ObservationGenerator#
The obversation_generator
module provides classes for generating and managing observations during the beam search process in the LMCSC (Language Model-based Corrector with Semantic Constraints) system.
Key Components#
BaseObversationGenerator
: Abstract base class for observation generators.NextObversationGenerator
: Concrete implementation of an observation generator.
BaseObversationGenerator#
The BaseObversationGenerator
class serves as an abstract base class for observation generators.

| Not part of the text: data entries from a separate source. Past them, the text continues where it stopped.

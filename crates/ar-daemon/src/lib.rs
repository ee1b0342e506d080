//! ar-daemon library target.
//!
//! Exposes the router, state and startup wiring for integration tests.
//! The binary `main.rs` depends on this library target.

pub mod api_types;
pub mod routes;
pub mod state;
pub mod wiring;
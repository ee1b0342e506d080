//! Deterministic keys, addresses, CIDs and front-end records.
//!
//! Test-only helpers: they panic on inputs that cannot occur with fixed seeds.

use ar_schemas::FrontEndRegistration;
use base64::{engine::general_purpose::STANDARD, Engine as _};
use chrono::{DateTime, Utc};
use cid::multihash::Multihash;
use cid::Cid;
use libp2p::identity::Keypair;
use sha2::{Digest, Sha256};

const RAW: u64 = 0x55;
const SHA2_256: u64 = 0x12;

/// Ed25519 keypair from a fixed seed. Same seed, same peer id.
pub fn keypair(seed: u8) -> Keypair {
    Keypair::ed25519_from_bytes([seed; 32]).expect("32-byte ed25519 seed")
}

/// Base64 protobuf encoding, as stored in `private_key`.
pub fn encoded_key(kp: &Keypair) -> String {
    STANDARD.encode(kp.to_protobuf_encoding().expect("ed25519 key encodes"))
}

/// `<transport>/p2p/<peer id of kp>`.
pub fn peer_addr(kp: &Keypair, transport: &str) -> String {
    format!("{transport}/p2p/{}", kp.public().to_peer_id())
}

/// CIDv1 raw over sha2-256 of `seed`.
pub fn cid_for(seed: &str) -> Cid {
    let digest = Sha256::digest(seed.as_bytes());
    let mh = Multihash::<64>::wrap(SHA2_256, &digest).expect("sha2-256 digest fits");
    Cid::new_v1(RAW, mh)
}

/// Builder for [`FrontEndRegistration`]. Defaults: online now, watermark one
/// hour ago, no addresses.
pub struct FrontEndBuilder {
    fe: FrontEndRegistration,
}

impl FrontEndBuilder {
    pub fn new(handle: &str) -> Self {
        let now = Utc::now();
        Self {
            fe: FrontEndRegistration {
                id: 0,
                handle: handle.to_string(),
                token: format!("SECRET-{handle}"),
                private_key: String::new(),
                addresses: String::new(),
                last_connection: now,
                last_advertisement: now - chrono::Duration::hours(1),
                created_at: now,
                updated_at: now,
            },
        }
    }

    /// Key + one address per transport, all naming the key's peer.
    pub fn identity(mut self, kp: &Keypair, transports: &[&str]) -> Self {
        self.fe.private_key = encoded_key(kp);
        self.fe.addresses = transports
            .iter()
            .map(|t| peer_addr(kp, t))
            .collect::<Vec<_>>()
            .join(",");
        self
    }

    pub fn addresses(mut self, addresses: &str) -> Self {
        self.fe.addresses = addresses.to_string();
        self
    }

    pub fn last_connection(mut self, at: DateTime<Utc>) -> Self {
        self.fe.last_connection = at;
        self
    }

    pub fn last_advertisement(mut self, at: DateTime<Utc>) -> Self {
        self.fe.last_advertisement = at;
        self
    }

    pub fn build(self) -> FrontEndRegistration {
        self.fe
    }
}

It defines the interface that all observation generators should implement.
Key Methods:#
reorder
: Reorders the beams based on given indices.step
: Performs a step in the beam search process.show_steps
: Displays the steps taken in the beam search process.get_observed_sequences
: Retrieves the observed sequences from the beam search process.
NextObversationGenerator#
The NextObversationGenerator
class is a concrete implementation of BaseObversationGenerator
. It records the progress of the beam search, tracking what has been generated so far and what characters are yet to be generated.
Key Features:#
Supports both string and byte-level operations
Tracks predictions, steps, and completion status for each beam
Provides verbose mode for detailed step tracking
Handles reordering of beams during search
Generates observed sequences based on the current state of the search
API Documentation#
- class lmcsc.obversation_generator.NextObversationGenerator(src, n_beam, n_observed_chars, is_bytes_level, verbose=False)[source]#
Bases:
BaseObversationGenerator
This class records the progress of the beam search, tracking what has been generated so far and what characters are yet to be generated.
- Parameters:
src (List[str]) – The source sequences.
n_beam (int) – The number of beams for beam search.
n_observed_chars (int) – The number of characters to observe.
is_bytes_level (bool) – Whether to operate at the byte level.
verbose (bool, optional, defaults to False) – Whether to enable verbose mode.
- src#
The source sequences, potentially encoded to bytes.
- Type:
List[Union[str, bytes]]
- n_beam#
The number of beams.
- Type:
int
- n_observed_chars#
The number of characters to observe.
- Type:
int
- is_bytes_level#
Whether operating at byte level.
- Type:
bool
- verbose#
Verbose mode flag.
- Type:
bool
- batch_predicts#
Predictions for each beam in each batch.
- Type:
List[List[Union[str, bytes]]]
- batch_steps#
Steps taken for each beam in each batch.
- Type:
List[List[int]]
- batch_verbose_steps#
Verbose steps for each beam in each batch.
- Type:
List[List[List[Union[str, bytes]]]]
- is_finished#
Flags indicating if each beam in each batch is finished.
- Type:
List[List[bool]]
- reorder(beam_idx: List[int]) None [source]#
Reorders the beams based on the given indices.
- Parameters:
beam_idx (List[int]) – The indices to reorder the beams.